**WORK REQUIRED:** Exact repetition is the task: copy every entry below.

··········

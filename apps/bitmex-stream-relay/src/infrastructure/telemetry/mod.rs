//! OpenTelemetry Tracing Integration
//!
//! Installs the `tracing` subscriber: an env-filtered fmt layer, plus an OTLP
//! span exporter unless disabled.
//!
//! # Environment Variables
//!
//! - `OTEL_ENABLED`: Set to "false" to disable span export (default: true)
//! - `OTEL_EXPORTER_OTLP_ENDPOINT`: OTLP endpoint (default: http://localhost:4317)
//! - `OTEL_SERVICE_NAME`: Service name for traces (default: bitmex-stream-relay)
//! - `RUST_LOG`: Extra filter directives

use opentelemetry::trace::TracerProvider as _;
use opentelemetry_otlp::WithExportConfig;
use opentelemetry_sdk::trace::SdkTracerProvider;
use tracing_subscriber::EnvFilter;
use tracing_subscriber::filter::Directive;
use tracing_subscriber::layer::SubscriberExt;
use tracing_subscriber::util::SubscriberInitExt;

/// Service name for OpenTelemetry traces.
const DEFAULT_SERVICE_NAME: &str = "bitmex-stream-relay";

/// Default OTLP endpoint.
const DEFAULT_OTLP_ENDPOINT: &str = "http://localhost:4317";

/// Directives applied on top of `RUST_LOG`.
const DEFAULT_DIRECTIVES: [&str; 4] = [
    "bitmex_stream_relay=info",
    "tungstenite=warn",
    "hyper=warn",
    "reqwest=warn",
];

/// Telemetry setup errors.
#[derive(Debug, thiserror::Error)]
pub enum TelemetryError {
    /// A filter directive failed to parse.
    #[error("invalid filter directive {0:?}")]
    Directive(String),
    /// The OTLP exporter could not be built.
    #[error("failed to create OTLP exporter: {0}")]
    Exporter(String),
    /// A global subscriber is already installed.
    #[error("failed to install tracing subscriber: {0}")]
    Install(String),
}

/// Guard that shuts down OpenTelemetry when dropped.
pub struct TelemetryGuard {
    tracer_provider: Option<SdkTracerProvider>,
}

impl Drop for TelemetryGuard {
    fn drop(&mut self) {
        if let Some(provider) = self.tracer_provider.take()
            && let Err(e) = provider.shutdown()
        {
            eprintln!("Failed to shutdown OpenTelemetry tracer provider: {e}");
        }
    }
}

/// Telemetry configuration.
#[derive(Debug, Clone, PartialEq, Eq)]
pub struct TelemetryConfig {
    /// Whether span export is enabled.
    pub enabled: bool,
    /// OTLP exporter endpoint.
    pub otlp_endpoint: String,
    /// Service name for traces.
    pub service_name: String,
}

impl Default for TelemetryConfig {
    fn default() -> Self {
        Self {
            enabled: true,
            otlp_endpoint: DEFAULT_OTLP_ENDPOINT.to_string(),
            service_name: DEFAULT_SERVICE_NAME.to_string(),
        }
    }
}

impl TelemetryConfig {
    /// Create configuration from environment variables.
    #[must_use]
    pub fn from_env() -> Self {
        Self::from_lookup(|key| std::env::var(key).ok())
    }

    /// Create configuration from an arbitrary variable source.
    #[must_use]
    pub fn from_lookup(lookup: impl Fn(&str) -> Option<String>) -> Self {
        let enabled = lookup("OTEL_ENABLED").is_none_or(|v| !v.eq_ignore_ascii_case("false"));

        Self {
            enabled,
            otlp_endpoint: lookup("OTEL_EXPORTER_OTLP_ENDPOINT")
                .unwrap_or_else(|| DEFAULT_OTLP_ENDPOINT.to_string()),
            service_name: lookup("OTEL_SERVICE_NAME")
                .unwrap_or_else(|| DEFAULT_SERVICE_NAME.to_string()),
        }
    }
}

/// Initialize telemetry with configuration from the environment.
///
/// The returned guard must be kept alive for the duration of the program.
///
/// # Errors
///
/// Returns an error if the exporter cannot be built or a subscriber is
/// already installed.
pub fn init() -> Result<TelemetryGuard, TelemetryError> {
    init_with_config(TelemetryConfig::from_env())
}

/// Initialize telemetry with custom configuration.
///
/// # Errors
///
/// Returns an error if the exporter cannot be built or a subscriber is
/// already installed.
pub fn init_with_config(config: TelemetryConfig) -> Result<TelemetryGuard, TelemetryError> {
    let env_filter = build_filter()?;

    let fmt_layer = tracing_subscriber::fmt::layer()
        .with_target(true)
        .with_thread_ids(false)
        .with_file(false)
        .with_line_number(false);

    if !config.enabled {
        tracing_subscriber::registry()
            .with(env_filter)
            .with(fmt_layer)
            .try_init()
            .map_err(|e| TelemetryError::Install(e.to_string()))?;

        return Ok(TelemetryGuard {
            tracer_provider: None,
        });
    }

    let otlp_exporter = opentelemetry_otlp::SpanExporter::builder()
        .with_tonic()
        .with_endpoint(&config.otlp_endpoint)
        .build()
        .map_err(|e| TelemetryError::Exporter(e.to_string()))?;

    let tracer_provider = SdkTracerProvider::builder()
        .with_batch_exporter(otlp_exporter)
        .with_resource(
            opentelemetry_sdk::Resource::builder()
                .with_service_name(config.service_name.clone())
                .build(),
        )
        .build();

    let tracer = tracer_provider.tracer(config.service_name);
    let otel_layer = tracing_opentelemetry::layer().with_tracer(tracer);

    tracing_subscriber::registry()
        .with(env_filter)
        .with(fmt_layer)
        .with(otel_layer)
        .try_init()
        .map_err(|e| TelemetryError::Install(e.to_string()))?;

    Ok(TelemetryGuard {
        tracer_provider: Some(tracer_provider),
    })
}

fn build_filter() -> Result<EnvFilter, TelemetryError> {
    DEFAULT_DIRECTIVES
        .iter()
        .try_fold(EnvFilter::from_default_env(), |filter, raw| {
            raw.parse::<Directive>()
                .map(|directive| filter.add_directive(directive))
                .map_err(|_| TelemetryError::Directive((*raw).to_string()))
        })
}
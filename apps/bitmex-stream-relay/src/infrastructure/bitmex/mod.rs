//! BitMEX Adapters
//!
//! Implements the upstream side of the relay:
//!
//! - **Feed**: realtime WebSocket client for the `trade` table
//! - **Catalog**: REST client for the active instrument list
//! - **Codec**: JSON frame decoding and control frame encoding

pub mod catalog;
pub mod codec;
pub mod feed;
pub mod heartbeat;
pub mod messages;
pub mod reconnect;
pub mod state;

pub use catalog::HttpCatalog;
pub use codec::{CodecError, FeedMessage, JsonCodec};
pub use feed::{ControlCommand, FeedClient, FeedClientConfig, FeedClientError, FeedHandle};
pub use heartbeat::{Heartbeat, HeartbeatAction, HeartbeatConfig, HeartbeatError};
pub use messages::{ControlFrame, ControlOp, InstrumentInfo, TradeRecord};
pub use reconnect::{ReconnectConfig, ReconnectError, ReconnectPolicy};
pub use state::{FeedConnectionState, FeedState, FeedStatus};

··········

**OUTPUT FOR THIS TASK:**
filename apps/bitmex-stream-relay/src/infrastructure/telemetry/mod.rs
//! OpenTelemetry Tracing Integration
//!
//! Installs the `tracing` subscriber: an env-filtered fmt layer, plus an OTLP
//! span exporter unless disabled.
//!
//! # Environment Variables
//!
//! - `OTEL_ENABLED`: Set to "false" to disable span export (default: true)
//! - `OTEL_EXPORTER_OTLP_ENDPOINT`: OTLP endpoint (default: http://localhost:4317)
//! - `OTEL_SERVICE_NAME`: Service name for traces (default: bitmex-stream-relay)
//! - `RUST_LOG`: Extra filter directives

use opentelemetry::trace::TracerProvider as _;
use opentelemetry_otlp::WithExportConfig;
use opentelemetry_sdk::trace::SdkTracerProvider;
use tracing_subscriber::EnvFilter;
use tracing_subscriber::filter::Directive;
use tracing_subscriber::layer::SubscriberExt;
use tracing_subscriber::util::SubscriberInitExt;

/// Service name for OpenTelemetry traces.
const DEFAULT_SERVICE_NAME: &str = "bitmex-stream-relay";

/// Default OTLP endpoint.
const DEFAULT_OTLP_ENDPOINT: &str = "http://localhost:4317";

/// Directives applied on top of `RUST_LOG`.
const DEFAULT_DIRECTIVES: [&str; 4] = [
    "bitmex_stream_relay=info",
    "tungstenite=warn",
    "hyper=warn",
    "reqwest=warn",
];

/// Telemetry setup errors.
#[derive(Debug, thiserror::Error)]
pub enum TelemetryError {
    /// A filter directive failed to parse.
    #[error("invalid filter directive {0:?}")]
    Directive(String),
    /// The OTLP exporter could not be built.
    #[error("failed to create OTLP exporter: {0}")]
    Exporter(String),
    /// A global subscriber is already installed.
    #[error("failed to install tracing subscriber: {0}")]
    Install(String),
}

/// Guard that shuts down OpenTelemetry when dropped.
pub struct TelemetryGuard {
    tracer_provider: Option<SdkTracerProvider>,
}

impl Drop for TelemetryGuard {
    fn drop(&mut self) {
        if let Some(provider) = self.tracer_provider.take()
            && let Err(e) = provider.shutdown()
        {
            eprintln!("Failed to shutdown OpenTelemetry tracer provider: {e}");
        }
    }
}

/// Telemetry configuration.
#[derive(Debug, Clone, PartialEq, Eq)]
pub struct TelemetryConfig {
    /// Whether span export is enabled.
    pub enabled: bool,
    /// OTLP exporter endpoint.
    pub otlp_endpoint: String,
    /// Service name for traces.
    pub service_name: String,
}

impl Default for TelemetryConfig {
    fn default() -> Self {
        Self {
            enabled: true,
            otlp_endpoint: DEFAULT_OTLP_ENDPOINT.to_string(),
            service_name: DEFAULT_SERVICE_NAME.to_string(),
        }
    }
}

impl TelemetryConfig {
    /// Create configuration from environment variables.
    #[must_use]
    pub fn from_env() -> Self {
        Self::from_lookup(|key| std::env::var(key).ok())
    }

    /// Create configuration from an arbitrary variable source.
    #[must_use]
    pub fn from_lookup(lookup: impl Fn(&str) -> Option<String>) -> Self {
        let enabled = lookup("OTEL_ENABLED").is_none_or(|v| !v.eq_ignore_ascii_case("false"));

        Self {
            enabled,
            otlp_endpoint: lookup("OTEL_EXPORTER_OTLP_ENDPOINT")
                .unwrap_or_else(|| DEFAULT_OTLP_ENDPOINT.to_string()),
            service_name: lookup("OTEL_SERVICE_NAME")
                .unwrap_or_else(|| DEFAULT_SERVICE_NAME.to_string()),
        }
    }
}

/// Initialize telemetry with configuration from the environment.
///
/// The returned guard must be kept alive for the duration of the program.
///
/// # Errors
///
/// Returns an error if the exporter cannot be built or a subscriber is
/// already installed.
pub fn init() -> Result<TelemetryGuard, TelemetryError> {
    init_with_config(TelemetryConfig::from_env())
}

/// Initialize telemetry with custom configuration.
///
/// # Errors
///
/// Returns an error if the exporter cannot be built or a subscriber is
/// already installed.
pub fn init_with_config(config: TelemetryConfig) -> Result<TelemetryGuard, TelemetryError> {
    let env_filter = build_filter()?;

    let fmt_layer = tracing_subscriber::fmt::layer()
        .with_target(true)
        .with_thread_ids(false)
        .with_file(false)
        .with_line_number(false);

    if !config.enabled {
        tracing_subscriber::registry()
            .with(env_filter)
            .with(fmt_layer)
            .try_init()
            .map_err(|e| TelemetryError::Install(e.to_string()))?;

        return Ok(TelemetryGuard {
            tracer_provider: None,
        });
    }

    let otlp_exporter = opentelemetry_otlp::SpanExporter::builder()
        .with_tonic()
        .with_endpoint(&config.otlp_endpoint)
        .build()
        .map_err(|e| TelemetryError::Exporter(e.to_string()))?;

    let tracer_provider = SdkTracerProvider::builder()
        .with_batch_exporter(otlp_exporter)
        .with_resource(
            opentelemetry_sdk::Resource::builder()
                .with_service_name(config.service_name.clone())
                .build(),
        )
        .build();

    let tracer = tracer_provider.tracer(config.service_name);
    let otel_layer = tracing_opentelemetry::layer().with_tracer(tracer);

    tracing_subscriber::registry()
        .with(env_filter)
        .with(fmt_layer)
        .with(otel_layer)
        .try_init()
        .map_err(|e| TelemetryError::Install(e.to_string()))?;

    Ok(TelemetryGuard {
        tracer_provider: Some(tracer_provider),
    })
}

fn build_filter() -> Result<EnvFilter, TelemetryError> {
    DEFAULT_DIRECTIVES
        .iter()
        .try_fold(EnvFilter::from_default_env(), |filter, raw| {
            raw.parse::<Directive>()
                .map(|directive| filter.add_directive(directive))
                .map_err(|_| TelemetryError::Directive((*raw).to_string()))
        })
}
filename apps/bitmex-stream-relay/src/infrastructure/bitmex/mod.rs
//! BitMEX Adapters
//!
//! Implements the upstream side of the relay:
//!
//! - **Feed**: realtime WebSocket client for the `trade` table
//! - **Catalog**: REST client for the active instrument list
//! - **Codec**: JSON frame decoding and control frame encoding

pub mod catalog;
pub mod codec;
pub mod feed;
pub mod heartbeat;
pub mod messages;
pub mod reconnect;
pub mod state;

pub use catalog::HttpCatalog;
pub use codec::{CodecError, FeedMessage, JsonCodec};
pub use feed::{ControlCommand, FeedClient, FeedClientConfig, FeedClientError, FeedHandle};
pub use heartbeat::{Heartbeat, HeartbeatAction, HeartbeatConfig, HeartbeatError};
pub use messages::{ControlFrame, ControlOp, InstrumentInfo, TradeRecord};
pub use reconnect::{ReconnectConfig, ReconnectError, ReconnectPolicy};
pub use state::{FeedConnectionState, FeedState, FeedStatus};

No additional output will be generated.